Exercise aim:
All lines holding the word "SafetyChecker" are to be copied from the records beneath.

Data supplied:
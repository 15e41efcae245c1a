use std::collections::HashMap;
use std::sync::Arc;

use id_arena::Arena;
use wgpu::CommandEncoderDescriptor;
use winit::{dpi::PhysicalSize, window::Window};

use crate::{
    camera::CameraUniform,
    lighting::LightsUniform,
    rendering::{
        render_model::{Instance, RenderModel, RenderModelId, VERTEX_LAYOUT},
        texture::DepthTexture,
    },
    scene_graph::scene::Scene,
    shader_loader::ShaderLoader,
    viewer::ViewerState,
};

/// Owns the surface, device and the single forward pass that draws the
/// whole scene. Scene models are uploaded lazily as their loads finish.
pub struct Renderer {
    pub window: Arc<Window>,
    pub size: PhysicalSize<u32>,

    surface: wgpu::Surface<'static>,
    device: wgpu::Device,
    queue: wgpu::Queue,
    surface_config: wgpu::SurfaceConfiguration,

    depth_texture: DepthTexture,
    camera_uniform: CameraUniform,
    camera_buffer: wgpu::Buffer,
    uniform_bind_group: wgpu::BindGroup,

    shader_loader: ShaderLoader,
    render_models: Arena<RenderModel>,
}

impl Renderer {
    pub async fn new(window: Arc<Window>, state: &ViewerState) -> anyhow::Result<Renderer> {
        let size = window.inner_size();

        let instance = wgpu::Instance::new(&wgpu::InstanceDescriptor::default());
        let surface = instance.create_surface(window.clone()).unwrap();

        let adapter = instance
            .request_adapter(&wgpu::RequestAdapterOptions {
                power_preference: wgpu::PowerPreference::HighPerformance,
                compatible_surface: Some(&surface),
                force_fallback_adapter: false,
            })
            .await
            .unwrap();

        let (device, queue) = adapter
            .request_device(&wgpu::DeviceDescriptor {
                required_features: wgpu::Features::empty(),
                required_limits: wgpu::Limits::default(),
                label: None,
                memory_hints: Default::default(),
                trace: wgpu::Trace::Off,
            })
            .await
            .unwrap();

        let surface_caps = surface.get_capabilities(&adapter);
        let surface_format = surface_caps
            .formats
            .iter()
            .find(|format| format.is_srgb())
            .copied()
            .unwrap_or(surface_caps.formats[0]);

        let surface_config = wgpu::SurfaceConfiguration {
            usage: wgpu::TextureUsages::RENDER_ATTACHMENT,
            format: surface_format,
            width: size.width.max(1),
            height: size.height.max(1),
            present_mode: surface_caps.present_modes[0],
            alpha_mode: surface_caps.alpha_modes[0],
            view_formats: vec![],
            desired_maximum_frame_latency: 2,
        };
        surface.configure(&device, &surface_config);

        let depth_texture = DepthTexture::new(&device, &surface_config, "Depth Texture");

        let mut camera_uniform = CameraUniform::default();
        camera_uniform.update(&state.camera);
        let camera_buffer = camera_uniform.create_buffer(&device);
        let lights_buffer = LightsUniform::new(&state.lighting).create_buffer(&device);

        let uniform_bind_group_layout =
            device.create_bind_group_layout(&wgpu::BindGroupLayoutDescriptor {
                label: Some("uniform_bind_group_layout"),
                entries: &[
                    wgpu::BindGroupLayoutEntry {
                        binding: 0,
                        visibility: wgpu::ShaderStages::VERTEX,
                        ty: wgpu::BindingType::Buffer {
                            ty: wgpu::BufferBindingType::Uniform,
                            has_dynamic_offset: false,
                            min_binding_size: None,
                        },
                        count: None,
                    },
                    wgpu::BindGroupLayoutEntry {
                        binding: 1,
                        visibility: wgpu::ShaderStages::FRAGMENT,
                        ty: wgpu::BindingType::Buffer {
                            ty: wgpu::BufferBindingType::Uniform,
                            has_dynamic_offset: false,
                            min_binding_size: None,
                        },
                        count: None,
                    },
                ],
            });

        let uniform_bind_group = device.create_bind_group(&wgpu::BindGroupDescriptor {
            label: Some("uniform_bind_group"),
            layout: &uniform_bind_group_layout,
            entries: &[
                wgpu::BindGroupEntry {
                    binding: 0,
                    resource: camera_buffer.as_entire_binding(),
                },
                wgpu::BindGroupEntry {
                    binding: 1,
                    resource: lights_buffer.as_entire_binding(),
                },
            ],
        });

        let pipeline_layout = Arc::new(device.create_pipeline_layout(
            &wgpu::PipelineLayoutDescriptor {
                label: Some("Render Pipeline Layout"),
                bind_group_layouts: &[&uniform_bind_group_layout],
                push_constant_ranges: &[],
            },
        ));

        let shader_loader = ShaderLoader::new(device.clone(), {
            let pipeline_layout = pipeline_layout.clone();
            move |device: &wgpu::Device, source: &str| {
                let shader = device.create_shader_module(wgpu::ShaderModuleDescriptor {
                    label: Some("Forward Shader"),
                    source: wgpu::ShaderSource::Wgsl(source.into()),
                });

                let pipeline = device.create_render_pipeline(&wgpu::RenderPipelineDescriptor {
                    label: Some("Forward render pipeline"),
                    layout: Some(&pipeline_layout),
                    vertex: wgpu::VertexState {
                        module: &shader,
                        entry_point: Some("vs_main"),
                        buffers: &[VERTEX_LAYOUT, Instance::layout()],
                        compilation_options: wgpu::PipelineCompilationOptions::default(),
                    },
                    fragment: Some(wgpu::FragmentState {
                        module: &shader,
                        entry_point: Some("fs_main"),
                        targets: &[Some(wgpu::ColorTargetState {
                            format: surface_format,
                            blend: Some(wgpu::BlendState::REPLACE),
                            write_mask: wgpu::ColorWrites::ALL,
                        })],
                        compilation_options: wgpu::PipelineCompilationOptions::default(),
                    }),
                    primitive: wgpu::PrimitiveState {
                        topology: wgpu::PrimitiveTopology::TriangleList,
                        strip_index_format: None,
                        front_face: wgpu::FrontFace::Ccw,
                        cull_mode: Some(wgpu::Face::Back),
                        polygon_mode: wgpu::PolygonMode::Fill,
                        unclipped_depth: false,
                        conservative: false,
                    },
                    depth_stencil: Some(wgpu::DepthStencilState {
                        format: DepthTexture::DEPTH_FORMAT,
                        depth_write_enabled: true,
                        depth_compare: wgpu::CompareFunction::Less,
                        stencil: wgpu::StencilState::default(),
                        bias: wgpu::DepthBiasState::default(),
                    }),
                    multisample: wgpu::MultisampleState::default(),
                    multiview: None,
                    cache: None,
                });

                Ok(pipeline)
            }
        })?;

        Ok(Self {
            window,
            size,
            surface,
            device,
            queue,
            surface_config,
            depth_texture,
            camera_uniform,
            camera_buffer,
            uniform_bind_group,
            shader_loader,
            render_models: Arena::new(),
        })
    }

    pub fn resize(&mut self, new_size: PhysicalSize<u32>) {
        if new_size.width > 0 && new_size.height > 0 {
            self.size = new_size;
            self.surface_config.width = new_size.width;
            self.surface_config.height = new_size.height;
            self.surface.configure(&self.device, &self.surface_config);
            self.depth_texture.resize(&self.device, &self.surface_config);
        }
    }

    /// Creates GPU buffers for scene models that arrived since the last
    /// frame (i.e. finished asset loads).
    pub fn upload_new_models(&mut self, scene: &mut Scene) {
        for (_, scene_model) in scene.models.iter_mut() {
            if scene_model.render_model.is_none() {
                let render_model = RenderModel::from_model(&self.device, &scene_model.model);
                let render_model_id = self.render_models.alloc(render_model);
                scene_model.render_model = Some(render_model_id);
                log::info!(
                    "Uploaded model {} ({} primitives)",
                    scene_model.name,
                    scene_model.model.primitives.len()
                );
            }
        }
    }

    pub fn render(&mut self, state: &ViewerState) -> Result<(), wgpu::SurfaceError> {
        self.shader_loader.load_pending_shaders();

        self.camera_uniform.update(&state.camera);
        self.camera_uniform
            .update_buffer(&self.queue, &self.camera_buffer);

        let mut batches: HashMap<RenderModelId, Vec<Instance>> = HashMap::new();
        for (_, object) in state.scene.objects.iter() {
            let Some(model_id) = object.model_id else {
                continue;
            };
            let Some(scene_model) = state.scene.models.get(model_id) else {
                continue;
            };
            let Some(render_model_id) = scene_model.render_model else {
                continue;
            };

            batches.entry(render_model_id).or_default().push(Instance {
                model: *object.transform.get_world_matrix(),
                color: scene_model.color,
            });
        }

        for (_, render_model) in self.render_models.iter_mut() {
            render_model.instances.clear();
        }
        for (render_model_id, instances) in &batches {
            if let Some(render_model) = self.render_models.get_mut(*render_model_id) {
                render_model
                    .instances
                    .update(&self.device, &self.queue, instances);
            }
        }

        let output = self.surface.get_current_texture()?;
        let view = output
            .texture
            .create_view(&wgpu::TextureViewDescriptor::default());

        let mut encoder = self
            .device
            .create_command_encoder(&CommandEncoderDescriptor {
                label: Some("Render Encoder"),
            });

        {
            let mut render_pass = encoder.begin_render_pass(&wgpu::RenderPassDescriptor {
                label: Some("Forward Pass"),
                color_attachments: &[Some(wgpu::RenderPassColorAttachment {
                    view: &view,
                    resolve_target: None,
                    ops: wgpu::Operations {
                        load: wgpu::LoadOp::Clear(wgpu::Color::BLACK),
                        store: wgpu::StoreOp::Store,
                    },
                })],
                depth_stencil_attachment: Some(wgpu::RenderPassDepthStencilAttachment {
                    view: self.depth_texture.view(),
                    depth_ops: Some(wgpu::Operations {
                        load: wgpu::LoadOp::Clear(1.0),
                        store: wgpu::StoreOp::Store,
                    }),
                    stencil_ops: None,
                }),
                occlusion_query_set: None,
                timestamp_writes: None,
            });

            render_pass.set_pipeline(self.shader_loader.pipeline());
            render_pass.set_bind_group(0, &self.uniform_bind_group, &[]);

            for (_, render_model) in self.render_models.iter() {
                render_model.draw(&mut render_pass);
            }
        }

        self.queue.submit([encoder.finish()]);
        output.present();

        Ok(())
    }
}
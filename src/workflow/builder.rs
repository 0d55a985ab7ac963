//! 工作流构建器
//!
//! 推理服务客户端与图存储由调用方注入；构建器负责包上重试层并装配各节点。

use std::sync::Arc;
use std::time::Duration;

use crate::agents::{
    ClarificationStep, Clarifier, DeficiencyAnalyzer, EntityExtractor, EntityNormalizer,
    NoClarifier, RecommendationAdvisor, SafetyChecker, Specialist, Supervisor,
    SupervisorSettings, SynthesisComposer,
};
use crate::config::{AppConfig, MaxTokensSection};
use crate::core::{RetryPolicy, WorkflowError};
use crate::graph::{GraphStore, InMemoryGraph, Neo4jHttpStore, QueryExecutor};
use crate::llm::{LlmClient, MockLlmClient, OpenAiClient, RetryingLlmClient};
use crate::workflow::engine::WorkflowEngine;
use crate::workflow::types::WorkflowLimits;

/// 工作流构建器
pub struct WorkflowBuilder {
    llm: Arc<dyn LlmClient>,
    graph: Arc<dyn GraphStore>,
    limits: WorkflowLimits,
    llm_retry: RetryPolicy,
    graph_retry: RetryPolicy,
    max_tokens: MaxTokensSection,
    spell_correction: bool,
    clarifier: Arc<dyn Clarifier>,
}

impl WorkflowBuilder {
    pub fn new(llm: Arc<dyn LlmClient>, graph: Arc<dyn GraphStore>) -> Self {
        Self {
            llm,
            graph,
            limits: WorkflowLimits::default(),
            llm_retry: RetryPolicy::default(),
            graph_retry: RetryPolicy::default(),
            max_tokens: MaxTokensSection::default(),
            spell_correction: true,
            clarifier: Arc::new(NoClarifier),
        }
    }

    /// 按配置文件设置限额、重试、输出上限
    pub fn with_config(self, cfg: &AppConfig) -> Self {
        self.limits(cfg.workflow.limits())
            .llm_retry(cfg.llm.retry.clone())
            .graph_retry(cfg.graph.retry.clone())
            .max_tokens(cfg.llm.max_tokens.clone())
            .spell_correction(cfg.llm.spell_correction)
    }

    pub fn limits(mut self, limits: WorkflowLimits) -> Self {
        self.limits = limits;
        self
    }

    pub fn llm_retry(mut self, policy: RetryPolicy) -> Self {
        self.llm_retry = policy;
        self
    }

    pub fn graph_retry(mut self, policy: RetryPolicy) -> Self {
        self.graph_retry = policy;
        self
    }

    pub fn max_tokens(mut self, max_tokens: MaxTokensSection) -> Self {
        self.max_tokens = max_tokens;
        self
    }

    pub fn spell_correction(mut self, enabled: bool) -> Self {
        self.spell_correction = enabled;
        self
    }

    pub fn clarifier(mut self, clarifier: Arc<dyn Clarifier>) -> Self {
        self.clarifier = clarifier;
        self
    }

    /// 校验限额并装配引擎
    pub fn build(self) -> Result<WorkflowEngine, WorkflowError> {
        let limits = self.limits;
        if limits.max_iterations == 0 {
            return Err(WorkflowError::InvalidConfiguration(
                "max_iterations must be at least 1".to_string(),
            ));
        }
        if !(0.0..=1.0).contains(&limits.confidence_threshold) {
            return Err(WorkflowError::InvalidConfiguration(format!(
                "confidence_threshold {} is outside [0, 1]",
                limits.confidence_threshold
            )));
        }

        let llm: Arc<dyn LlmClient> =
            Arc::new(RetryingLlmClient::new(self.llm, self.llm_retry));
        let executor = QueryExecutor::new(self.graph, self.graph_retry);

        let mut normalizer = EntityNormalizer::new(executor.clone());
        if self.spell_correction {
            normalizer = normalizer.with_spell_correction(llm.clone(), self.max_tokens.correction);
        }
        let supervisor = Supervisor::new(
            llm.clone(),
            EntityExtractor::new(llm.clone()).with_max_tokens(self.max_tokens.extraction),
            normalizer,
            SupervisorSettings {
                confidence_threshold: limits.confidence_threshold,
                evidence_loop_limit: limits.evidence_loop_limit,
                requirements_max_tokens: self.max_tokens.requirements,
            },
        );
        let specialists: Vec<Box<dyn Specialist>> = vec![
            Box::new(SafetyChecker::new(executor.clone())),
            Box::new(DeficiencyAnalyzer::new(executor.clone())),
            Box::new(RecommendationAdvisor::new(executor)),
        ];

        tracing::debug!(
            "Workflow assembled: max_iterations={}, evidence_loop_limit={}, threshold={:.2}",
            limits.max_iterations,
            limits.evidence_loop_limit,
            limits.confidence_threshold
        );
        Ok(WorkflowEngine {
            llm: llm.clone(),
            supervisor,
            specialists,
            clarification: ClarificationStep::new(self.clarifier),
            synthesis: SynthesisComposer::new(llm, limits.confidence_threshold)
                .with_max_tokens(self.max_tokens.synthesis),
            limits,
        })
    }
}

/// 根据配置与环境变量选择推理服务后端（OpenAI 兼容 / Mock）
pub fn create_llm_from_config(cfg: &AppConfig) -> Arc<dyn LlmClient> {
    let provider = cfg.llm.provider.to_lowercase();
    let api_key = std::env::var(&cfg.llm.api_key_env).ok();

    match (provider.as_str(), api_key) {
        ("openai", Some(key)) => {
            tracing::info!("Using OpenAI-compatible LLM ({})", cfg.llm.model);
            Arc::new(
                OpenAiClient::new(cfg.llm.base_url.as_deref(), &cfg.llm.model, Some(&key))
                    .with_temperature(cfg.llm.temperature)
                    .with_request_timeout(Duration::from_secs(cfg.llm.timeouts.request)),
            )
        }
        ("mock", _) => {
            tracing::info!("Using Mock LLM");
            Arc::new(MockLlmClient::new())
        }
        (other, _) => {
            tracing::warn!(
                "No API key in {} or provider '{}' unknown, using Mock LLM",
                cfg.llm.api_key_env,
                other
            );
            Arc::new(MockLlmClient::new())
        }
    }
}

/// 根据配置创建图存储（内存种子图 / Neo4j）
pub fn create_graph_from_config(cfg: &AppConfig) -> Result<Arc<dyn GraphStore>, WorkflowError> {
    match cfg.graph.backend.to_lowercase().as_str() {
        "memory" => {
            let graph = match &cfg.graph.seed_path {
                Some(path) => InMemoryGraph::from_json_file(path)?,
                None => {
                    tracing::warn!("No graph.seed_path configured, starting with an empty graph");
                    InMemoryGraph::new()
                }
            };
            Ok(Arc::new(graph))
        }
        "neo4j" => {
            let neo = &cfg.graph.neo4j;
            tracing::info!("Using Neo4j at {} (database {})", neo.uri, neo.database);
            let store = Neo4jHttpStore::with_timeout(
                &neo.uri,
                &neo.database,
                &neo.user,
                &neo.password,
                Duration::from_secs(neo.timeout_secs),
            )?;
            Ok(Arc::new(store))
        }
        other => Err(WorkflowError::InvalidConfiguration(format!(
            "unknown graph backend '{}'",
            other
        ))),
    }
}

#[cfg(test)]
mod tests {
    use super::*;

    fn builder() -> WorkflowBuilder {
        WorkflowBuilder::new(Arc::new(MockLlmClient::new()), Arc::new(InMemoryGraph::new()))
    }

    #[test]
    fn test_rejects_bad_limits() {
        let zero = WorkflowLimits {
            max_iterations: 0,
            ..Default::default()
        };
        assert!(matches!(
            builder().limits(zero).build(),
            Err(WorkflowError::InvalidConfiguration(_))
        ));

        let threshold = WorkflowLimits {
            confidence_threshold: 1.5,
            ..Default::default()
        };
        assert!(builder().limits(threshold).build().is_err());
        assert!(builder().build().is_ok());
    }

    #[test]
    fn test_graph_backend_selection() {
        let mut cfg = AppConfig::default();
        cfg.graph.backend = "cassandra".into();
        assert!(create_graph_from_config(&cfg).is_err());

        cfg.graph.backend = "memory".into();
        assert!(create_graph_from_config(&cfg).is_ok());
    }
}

Exercise answer:
    NoClarifier, RecommendationAdvisor, SafetyChecker, Specialist, Supervisor,
            Box::new(SafetyChecker::new(executor.clone())),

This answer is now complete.